In that case, I will focus on a specific point. According to the expert panel, there's no need for measures to safeguard people whose request for medical assistance in dying stems solely from a mental health problem. Does your association agree?
In our report, we did propose a process to follow, a way of setting up safeguards to make sure that the assessment is done appropriately. I imagine it would vary somewhat from province to province, as there are some differences. In our view, two psychiatrists must be involved in that assessment, for example. We've also defined minimum timeframes and guidelines to apply to proposed treatment.
I cannot tell you to what extent these protections or safeguards will ensure appropriate assessment. Regardless, we suggested a structured approach for assessment to make sure that things are done appropriately.
That depends on the region we're talking about. Whether or not there are enough psychiatrists is a constant issue as people come and go. I'm sure it's the same throughout Canada.
I think that access to services and care is an extremely important issue which must not be resolved at the expense of medical assistance in dying. All of Canada's health systems should prioritize access to services and care. We must make sure that people with needs have access to services. That's true in every region. Speaking from what I know, I would say that in some sectors of Montréal, it is currently very difficult to get access.
Medical assistance in dying is for people who, in general, have had very serious and chronic disorders for quite some time. They've often had access to many quality services throughout their lives. This should not change. People with a serious mental illness must continue to have access to quality services throughout their lifetime, so that they can get the fastest and best relief possible.

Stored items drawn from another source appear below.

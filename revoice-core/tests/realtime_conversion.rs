use std::path::Path;
use std::sync::{
    atomic::{AtomicBool, AtomicU64, Ordering},
    Arc,
};
use std::thread;
use std::time::{Duration, Instant};

use parking_lot::Mutex;
use tokio::sync::broadcast;

use revoice_core::buffering::{create_audio_ring, AudioConsumer, Consumer, Producer};
use revoice_core::engine::scheduler::{self, SchedulerDiagnostics};
use revoice_core::session::stub::StubBackend;
use revoice_core::session::ResourceSession;
use revoice_core::vad::{VadDecision, VoiceActivityDetector};
use revoice_core::{ConversionSettings, Result, StreamConfig};

struct AlwaysSpeechVad;

impl VoiceActivityDetector for AlwaysSpeechVad {
    fn classify(&mut self, _block: &revoice_core::buffering::block::AudioBlock) -> Result<VadDecision> {
        Ok(VadDecision::Speech)
    }

    fn reset(&mut self) {}
}

struct Harness {
    producer: revoice_core::buffering::AudioProducer,
    consumer: AudioConsumer,
    running: Arc<AtomicBool>,
    diagnostics: Arc<SchedulerDiagnostics>,
    handle: thread::JoinHandle<()>,
}

fn spawn_scheduler(
    stream: StreamConfig,
    session: Arc<Mutex<ResourceSession>>,
    settings: ConversionSettings,
) -> Harness {
    let (capture_tx, capture_rx) = create_audio_ring();
    let (playback_tx, playback_rx) = create_audio_ring();
    let (status_tx, _) = broadcast::channel(8);
    let (activity_tx, _) = broadcast::channel(64);
    let running = Arc::new(AtomicBool::new(true));
    let diagnostics = Arc::new(SchedulerDiagnostics::default());

    let ctx = scheduler::SchedulerContext {
        stream,
        settings,
        session,
        vad: Box::new(AlwaysSpeechVad),
        consumer: capture_rx,
        producer: playback_tx,
        running: Arc::clone(&running),
        status_tx,
        activity_tx,
        seq: Arc::new(AtomicU64::new(0)),
        diagnostics: Arc::clone(&diagnostics),
    };
    let handle = thread::spawn(move || scheduler::run(ctx));

    Harness {
        producer: capture_tx,
        consumer: playback_rx,
        running,
        diagnostics,
        handle,
    }
}

fn drain_output(harness: &mut Harness, want: usize, timeout: Duration) -> Vec<f32> {
    let start = Instant::now();
    let mut out = Vec::new();
    let mut buf = vec![0f32; 4096];
    while out.len() < want {
        let n = harness.consumer.pop_slice(&mut buf);
        out.extend_from_slice(&buf[..n]);
        if n == 0 {
            if start.elapsed() >= timeout {
                panic!("timed out: got {} of {} samples", out.len(), want);
            }
            thread::sleep(Duration::from_millis(5));
        }
    }
    out
}

fn stop(harness: Harness) -> Arc<SchedulerDiagnostics> {
    let diagnostics = Arc::clone(&harness.diagnostics);
    harness.running.store(false, Ordering::SeqCst);
    harness.handle.join().expect("scheduler thread panicked");
    diagnostics
}

fn loaded_session(backend: Arc<StubBackend>) -> Arc<Mutex<ResourceSession>> {
    let mut session = ResourceSession::new(backend as _);
    session.load_embedder("contentvec", None).unwrap();
    session
        .load_generator(Path::new("model.onnx"), 0)
        .unwrap();
    Arc::new(Mutex::new(session))
}

fn sine_blocks(blocks: usize, block_size: usize, hz: f32, rate: f32) -> Vec<Vec<f32>> {
    (0..blocks)
        .map(|b| {
            (0..block_size)
                .map(|i| {
                    let t = (b * block_size + i) as f32 / rate;
                    0.3 * (std::f32::consts::TAU * hz * t).sin()
                })
                .collect()
        })
        .collect()
}

/// Full three-rate chain: 48 kHz capture, 16 kHz features, 40 kHz model
/// output, back to 48 kHz playback. One output block per input block.
#[test]
fn full_rate_chain_keeps_block_pacing() {
    let backend = Arc::new(StubBackend::new().with_target_rate(40_000));
    let session = loaded_session(Arc::clone(&backend));
    let stream = StreamConfig {
        sample_rate: 48_000,
        block_size: 1024,
        ..Default::default()
    };
    let mut harness = spawn_scheduler(stream, session, ConversionSettings::default());

    let blocks = 16;
    for block in sine_blocks(blocks, 1024, 220.0, 48_000.0) {
        harness.producer.push_slice(&block);
    }
    let out = drain_output(&mut harness, blocks * 1024, Duration::from_secs(5));
    let diagnostics = stop(harness);

    let snap = diagnostics.snapshot();
    assert_eq!(snap.blocks_in, blocks);
    assert_eq!(snap.blocks_out, blocks);
    assert!(backend.extract_calls.load(Ordering::Relaxed) >= 1);

    assert_eq!(out.len(), blocks * 1024);
    assert!(out.iter().all(|s| s.is_finite()));
    let peak = out.iter().fold(0.0f32, |m, s| m.max(s.abs()));
    assert!(peak <= 0.99 + 1e-6, "peak {peak} above ceiling");
    assert!(out.iter().any(|s| s.abs() > 1e-4), "all output was silent");
}

#[test]
fn unready_session_streams_silence_without_model_calls() {
    let backend = Arc::new(StubBackend::new());
    let session = Arc::new(Mutex::new(ResourceSession::new(
        Arc::clone(&backend) as Arc<_>
    )));
    let stream = StreamConfig {
        sample_rate: 48_000,
        block_size: 1024,
        ..Default::default()
    };
    let mut harness = spawn_scheduler(stream, session, ConversionSettings::default());

    for block in sine_blocks(4, 1024, 220.0, 48_000.0) {
        harness.producer.push_slice(&block);
    }
    let out = drain_output(&mut harness, 4 * 1024, Duration::from_secs(2));
    let diagnostics = stop(harness);

    assert!(out.iter().all(|s| *s == 0.0));
    assert_eq!(diagnostics.snapshot().blocks_not_ready, 4);
    assert_eq!(backend.extract_calls.load(Ordering::Relaxed), 0);
}

/// Swapping the generator mid-stream must not stall or corrupt pacing;
/// the scheduler just picks up the new snapshot.
#[test]
fn mid_stream_model_swap_keeps_streaming() {
    let backend = Arc::new(StubBackend::new().with_target_rate(40_000));
    let session = loaded_session(Arc::clone(&backend));
    let stream = StreamConfig {
        sample_rate: 48_000,
        block_size: 1024,
        ..Default::default()
    };
    let mut harness = spawn_scheduler(
        stream,
        Arc::clone(&session),
        ConversionSettings::default(),
    );

    for block in sine_blocks(4, 1024, 220.0, 48_000.0) {
        harness.producer.push_slice(&block);
    }
    drain_output(&mut harness, 4 * 1024, Duration::from_secs(2));

    // Hot swap to a different speaker while blocks keep flowing.
    session
        .lock()
        .load_generator(Path::new("model.onnx"), 1)
        .unwrap();

    for block in sine_blocks(4, 1024, 220.0, 48_000.0) {
        harness.producer.push_slice(&block);
    }
    let out = drain_output(&mut harness, 4 * 1024, Duration::from_secs(2));
    let diagnostics = stop(harness);

    assert!(out.iter().all(|s| s.is_finite()));
    assert_eq!(diagnostics.snapshot().blocks_in, 8);
    assert_eq!(backend.generator_loads.load(Ordering::Relaxed), 2);
}

/// A synthesizer that keeps producing degenerate output never breaks
/// the output cadence; the failed blocks are just silent.
#[test]
fn degenerate_model_output_still_paces_playback() {
    let backend = Arc::new(StubBackend::new().with_target_rate(40_000).with_short_output(0));
    let session = loaded_session(backend);
    let stream = StreamConfig {
        sample_rate: 48_000,
        block_size: 1024,
        ..Default::default()
    };
    let mut harness = spawn_scheduler(stream, session, ConversionSettings::default());

    for block in sine_blocks(6, 1024, 220.0, 48_000.0) {
        harness.producer.push_slice(&block);
    }
    let out = drain_output(&mut harness, 6 * 1024, Duration::from_secs(2));
    let diagnostics = stop(harness);

    assert_eq!(out.len(), 6 * 1024);
    assert!(out.iter().all(|s| *s == 0.0));
    assert_eq!(diagnostics.snapshot().blocks_out, 6);
}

Although related, this issue is different. It transcends medical assistance in dying, in my opinion, and remains fundamental.
You mentioned medical assistance in dying being grounded in ceremony. As time grows short, could you speak briefly about some of those ceremonial aspects?
You also said that indigenous communities perceived medical assistance in dying as genocide. If someone were to express these thoughts in your office, as part of the doctor-patient relationship, how would you discuss it with them? Would you let them leave with this perception of genocide, or would you try to further inform them about medical assistance in dying?
Thank you for those questions. I will try to be brief.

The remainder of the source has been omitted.